Over the ten years to follow, Laura took nineteen different psychiatric drugs. She accumulated a long list of other diagnoses, including “Major depression”, “Eating disorder NOS”, “Substance abuse disorder”, and “Borderline personality disorder”. She crossed paths with countless therapists, outpatient programs, and partial hospital programs. She was hospitalized four times. Despite all this “care” she received, however, she never seemed to “get better”. Her ability to maintain relationships, pursue goals, move forward, and take care of herself fell progressively more apart. She eventually grew convinced that this “incurable disease” in her brain requiring indefinite pharmaceutical and professional intervention was too much to bear. At the age of twenty-seven, Laura decided that suicide was the only logical conclusion to her “seriously mentally ill” life, and she acted on it (to hear more from Laura on her long relationship to suicide, you can read this article and watch this video).
In 2010, two years later, Laura came to the realization that this system of “help” to which she’d been turning through her most formative years— the mental health system— was not only unhelpful, but actually making her problems far worse. (To learn more about what this time looked like for her, you can watch this talk.) She decided to come off her five medications (lithium, Lamictal, Abilify, Effexor, and Ativan), leave behind all of her diagnoses, and “break up” with all of her doctors and therapists. She knew with conviction that if she stood a chance at reconnecting meaningfully with herself, she needed to go through this process of liberation.

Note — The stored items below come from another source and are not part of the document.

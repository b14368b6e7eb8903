//! Index of live cell coordinates, the traversal source for each step.

use crate::rng::SimRng;
use serde::{Deserialize, Serialize};

/// Lattice coordinates of one live cell. The cell's potential lives in the
/// lattice, not here.
#[derive(Debug, Clone, Copy, PartialEq, Eq, Hash, Serialize, Deserialize)]
pub struct Coord {
    pub x: usize,
    pub y: usize,
}

impl Coord {
    pub fn new(x: usize, y: usize) -> Self {
        Self { x, y }
    }
}

/// Ordered list of live-cell coordinates.
///
/// Workers read it by index during a step; all mutation happens on the
/// scheduler thread between steps.
#[derive(Debug, Clone, Default, Serialize, Deserialize)]
pub struct Population {
    coords: Vec<Coord>,
}

impl Population {
    pub fn new() -> Self {
        Self::default()
    }

    pub fn from_coords(coords: Vec<Coord>) -> Self {
        Self { coords }
    }

    #[inline]
    pub fn len(&self) -> usize {
        self.coords.len()
    }

    #[inline]
    pub fn is_empty(&self) -> bool {
        self.coords.is_empty()
    }

    #[inline]
    pub fn as_slice(&self) -> &[Coord] {
        &self.coords
    }

    pub fn push(&mut self, coord: Coord) {
        self.coords.push(coord);
    }

    pub fn extend<I: IntoIterator<Item = Coord>>(&mut self, coords: I) {
        self.coords.extend(coords);
    }

    pub fn clear(&mut self) {
        self.coords.clear();
    }

    /// Point entry `index` at a new site after a migration.
    pub fn relocate(&mut self, index: usize, to: Coord) {
        self.coords[index] = to;
    }

    pub fn shuffle(&mut self, rng: &mut SimRng) {
        rng.shuffle(&mut self.coords);
    }

    /// Drop the entries journaled dead this step. `dead` is positional over
    /// the pre-birth prefix; entries past its length are kept. Returns how
    /// many were removed.
    pub fn remove_dead(&mut self, dead: &[bool]) -> usize {
        let before = self.coords.len();
        let mut index = 0;
        self.coords.retain(|_| {
            let keep = !dead.get(index).copied().unwrap_or(false);
            index += 1;
            keep
        });
        before - self.coords.len()
    }

    /// Shift every coordinate after the lattice grew by `pad` on each edge.
    pub fn translate(&mut self, pad: usize) {
        for coord in &mut self.coords {
            coord.x += pad;
            coord.y += pad;
        }
    }

    /// True when any cell sits within `margin` sites of the border.
    pub fn near_border(&self, size: usize, margin: usize) -> bool {
        self.coords.iter().any(|c| {
            c.x <= margin || c.x >= size - margin - 1 || c.y <= margin || c.y >= size - margin - 1
        })
    }

    pub fn iter(&self) -> std::slice::Iter<'_, Coord> {
        self.coords.iter()
    }
}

Since becoming an “ex-patient”, Laura has been writing and speaking about her personal experiences and about the broader social and political issues sitting at the heart of “mental illness” and “mental health”. She wrote extensively about her journey at her now-archived website, Recovering from Psychiatry. She has worked both within and beyond the mental health system. In the Boston area, she worked for nearly two years for a large community mental health organization, providing support to and advocating for the rights of individuals in emergency rooms, psychiatric hospitals, and institutional “group home” settings. After leaving the “inside” of the mental health system, she began consulting with individuals and families seeking help during the psychiatric drug withdrawal process. Laura has also given talks and workshops in Europe and across North America, facilitated mutual-aid groups for people in withdrawal, and organized various conferences and public events such as the Mad in America International Film Festival. She also educates psychiatrists and mental health professionals about safer tapering protocols, and is regularly contacted by professional organizations looking to implement withdrawal supports and resources.
In January 2018, Laura launched Inner Compass Initiative (ICI) and ICI’s The Withdrawal Project, of which she serves as Executive Director. Through her personal journey she’s come to believe that the darkest parts of ourselves are often our best teachers, and that our pain is something to listen to, lean into, explore, learn and grow from—not fear, suppress, run away from, or pathologize and seek to shut down.
Today, Laura sees the experiences that get called “mental illness” not as sicknesses, but rather as opportunities to deepen our connections with ourselves and with each other.
She is currently working on a memoir called UNSHRUNK.